One of the more colorful crime stories of the Biden administration concerned Sam Brinton, an official working on nuclear-waste issues who was arrested for chronic luggage theft. Brinton, who describes himself as nonbinary, was convicted of nabbing women’s suitcases from airports and then confidently wearing the ladieswear he had found inside. One victim, a Tanzanian fashion designer, realized Brinton had stolen her luggage when she spotted him at a gala beaming in one of her African gowns.

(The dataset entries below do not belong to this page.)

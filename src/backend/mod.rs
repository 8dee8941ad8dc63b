//! Generation backend trait and service adapters.

pub mod http;

#[cfg(feature = "gemini")]
pub mod gemini;

#[cfg(feature = "openai-compatible")]
pub mod openai_compat;

use async_trait::async_trait;

use crate::error::Result;
use crate::types::{ConversationTurn, Usage};

/// One attempt's worth of request, already bound to a concrete model.
#[derive(Debug, Clone)]
pub struct BackendRequest {
    pub model: String,
    pub system_instruction: Option<String>,
    pub conversation: Vec<ConversationTurn>,
    pub json_mode: bool,
    pub schema: Option<serde_json::Value>,
    pub temperature: f64,
    pub max_output_tokens: Option<u32>,
}

/// Raw text response from a backend.
#[derive(Debug, Clone)]
pub struct BackendResponse {
    pub text: String,
    pub usage: Usage,
}

/// A generation service adapter.
///
/// Implementations are stateless per call and must be safe for
/// concurrent use across overlapping `generate` invocations.
#[async_trait]
pub trait GenerationBackend: Send + Sync {
    /// Backend name, for logs.
    fn name(&self) -> &str;

    /// Issue one generation request. Cancellation is cooperative: the
    /// caller drops this future when the attempt deadline fires.
    async fn generate(&self, request: &BackendRequest) -> Result<BackendResponse>;
}
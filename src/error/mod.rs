//! Error types for Drover.

use thiserror::Error;

/// Primary error type for all Drover operations.
#[derive(Error, Debug)]
pub enum DroverError {
    #[error("Configuration error: {0}")]
    Configuration(String),

    #[error("API error (status {status}): {message}")]
    Api { status: u16, message: String },

    #[error("Network error: {0}")]
    Network(#[from] reqwest::Error),

    #[error("Serialization error: {0}")]
    Serialization(#[from] serde_json::Error),

    #[error("Model not found: {0}")]
    ModelNotFound(String),

    #[error("Authentication error: {0}")]
    Authentication(String),

    #[error("Rate limited: retry after {retry_after_ms:?}ms")]
    RateLimited { retry_after_ms: Option<u64> },

    #[error("Timeout after {0}ms")]
    Timeout(u64),

    #[error("Invalid argument: {0}")]
    InvalidArgument(String),
}

/// Broad error category for routing recovery logic.
#[derive(Debug, Clone, Copy, PartialEq, Eq)]
pub enum ErrorCategory {
    Authentication,
    RateLimit,
    Network,
    Timeout,
    Server,
    Api,
    Configuration,
    Serialization,
    Unknown,
}

/// Message fragments that mark an error as transient even when the
/// status code alone does not.
const TRANSIENT_MARKERS: &[&str] = &["overloaded", "timeout", "deadline exceeded"];

/// Message fragments indicating the model identifier itself is invalid.
const UNAVAILABLE_MARKERS: &[&str] = &[
    "model not found",
    "unknown model",
    "not supported",
    "unsupported",
];

impl DroverError {
    /// Create an API error from a status code and body text.
    pub fn api(status: u16, message: impl Into<String>) -> Self {
        Self::Api {
            status,
            message: message.into(),
        }
    }

    /// Classify this error into a category.
    pub fn category(&self) -> ErrorCategory {
        match self {
            Self::Authentication(_) => ErrorCategory::Authentication,
            Self::RateLimited { .. } => ErrorCategory::RateLimit,
            Self::Network(_) => ErrorCategory::Network,
            Self::Timeout(_) => ErrorCategory::Timeout,
            Self::Configuration(_) => ErrorCategory::Configuration,
            Self::Serialization(_) => ErrorCategory::Serialization,
            Self::Api { status, .. } => match status {
                401 | 403 => ErrorCategory::Authentication,
                429 => ErrorCategory::RateLimit,
                500..=599 => ErrorCategory::Server,
                _ => ErrorCategory::Api,
            },
            _ => ErrorCategory::Unknown,
        }
    }

    /// Whether another attempt against the same model can succeed.
    ///
    /// Rate limits, server errors, network failures, and deadline
    /// expiries are transient; so is any error whose message carries a
    /// known transient marker regardless of status code.
    pub fn is_retryable(&self) -> bool {
        match self.category() {
            ErrorCategory::RateLimit
            | ErrorCategory::Network
            | ErrorCategory::Timeout
            | ErrorCategory::Server => true,
            _ => {
                let text = self.to_string().to_ascii_lowercase();
                TRANSIENT_MARKERS.iter().any(|m| text.contains(m))
            }
        }
    }

    /// Whether the targeted model identifier is invalid or unsupported.
    ///
    /// Retrying the same identifier can never succeed, so the attempt
    /// loop advances to the next model with no backoff.
    pub fn is_model_unavailable(&self) -> bool {
        match self {
            Self::ModelNotFound(_) => true,
            Self::Api { status: 404, .. } => true,
            Self::Api { message, .. } => {
                let text = message.to_ascii_lowercase();
                UNAVAILABLE_MARKERS.iter().any(|m| text.contains(m))
            }
            _ => false,
        }
    }

    /// Server-provided delay hint, when one was returned with a rate limit.
    pub fn retry_after_hint(&self) -> Option<u64> {
        match self {
            Self::RateLimited { retry_after_ms } => *retry_after_ms,
            _ => None,
        }
    }
}

/// Convenience alias.
pub type Result<T> = std::result::Result<T, DroverError>;
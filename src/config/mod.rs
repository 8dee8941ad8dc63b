//! Environment-driven configuration.
//!
//! Constructed once by the composition root and passed to backend
//! constructors; there is no process-global instance.

use std::collections::HashMap;

/// API keys and base-URL overrides, keyed by backend name.
#[derive(Debug, Clone, Default)]
pub struct DroverConfig {
    api_keys: HashMap<String, String>,
    base_urls: HashMap<String, String>,
}

impl DroverConfig {
    /// Create an empty config.
    pub fn new() -> Self {
        Self::default()
    }

    /// Load from environment variables (GEMINI_API_KEY etc.).
    pub fn from_env() -> Self {
        let _ = dotenvy::dotenv(); // load .env if present, ignore error
        let mut config = Self::new();

        let env_mappings = [
            ("GEMINI_API_KEY", "gemini"),
            ("GOOGLE_API_KEY", "gemini"),
            ("OPENAI_COMPAT_API_KEY", "openai-compatible"),
            ("OPENAI_API_KEY", "openai-compatible"),
        ];
        for (env_var, backend) in &env_mappings {
            if let Ok(key) = std::env::var(env_var) {
                config.api_keys.entry(backend.to_string()).or_insert(key);
            }
        }

        let url_mappings = [
            ("GEMINI_BASE_URL", "gemini"),
            ("OPENAI_COMPAT_BASE_URL", "openai-compatible"),
        ];
        for (env_var, backend) in &url_mappings {
            if let Ok(url) = std::env::var(env_var) {
                config.base_urls.insert(backend.to_string(), url);
            }
        }

        config
    }

    pub fn set_api_key(&mut self, backend: &str, key: impl Into<String>) -> &mut Self {
        self.api_keys.insert(backend.to_string(), key.into());
        self
    }

    pub fn get_api_key(&self, backend: &str) -> Option<String> {
        self.api_keys.get(backend).cloned()
    }

    pub fn set_base_url(&mut self, backend: &str, url: impl Into<String>) -> &mut Self {
        self.base_urls.insert(backend.to_string(), url.into());
        self
    }

    pub fn get_base_url(&self, backend: &str) -> Option<String> {
        self.base_urls.get(backend).cloned()
    }

    /// Check if a backend has a key configured.
    pub fn has_credentials(&self, backend: &str) -> bool {
        self.api_keys.contains_key(backend)
    }
}

#[cfg(test)]
mod tests {
    use super::*;

    #[test]
    fn explicit_keys_round_trip() {
        let mut config = DroverConfig::new();
        config.set_api_key("gemini", "k1");
        config.set_base_url("gemini", "http://localhost:9999");

        assert_eq!(config.get_api_key("gemini"), Some("k1".to_string()));
        assert_eq!(
            config.get_base_url("gemini"),
            Some("http://localhost:9999".to_string())
        );
        assert!(config.has_credentials("gemini"));
    }

    #[test]
    fn missing_backend_returns_none() {
        let config = DroverConfig::new();
        assert_eq!(config.get_api_key("gemini"), None);
        assert_eq!(config.get_base_url("gemini"), None);
        assert!(!config.has_credentials("gemini"));
    }
}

Nationwide, headlines describe a spectrum of transgendered, nonbinary, and other “gender non-conforming” variations of criminal offenders. These range from relatively innocuous criminality—like Brinton’s—to deadly violence. In January, transgender repeat knife offender Jaia Cruz fatally stabbed a postal worker after jockeying over places in the sandwich line at a Manhattan deli. A few weeks later, transgender Nicol Suarez, who was being pursued by ICE for previous crimes, stalked and then raped a 14-year-old boy in a bodega bathroom in East Harlem. In February, 18-year-old transgender Trinity Shockley was arrested as she planned a mass Valentine’s Day school shooting. She failed where Tennessee transgender teen Audrey Hale succeeded; Hale gunned down six kids and adults at The Covenant School.
All of these cases raise a very obvious question: Do transgender Americans commit crime at higher rates or of different types than “cis-gender” Americans?
The answer is: We have no idea.
Whereas crime data exist for all other demographics—race, age, educational attainment, etc.—we are not systematically collecting or analyzing stats for trans offenders. Apparently, it’s too politically uncomfortable to call attention to transgender people as anything but victims. Any effort to delve into research on transgenderism and crime uncovers reports, white papers, law review essays, and media reporting—but all of it is focused exclusively on trans victimization. Such material prioritizes analytics such as the percentage of trans crime victims who were deadnamed in the press and how many were transwomen “of color.”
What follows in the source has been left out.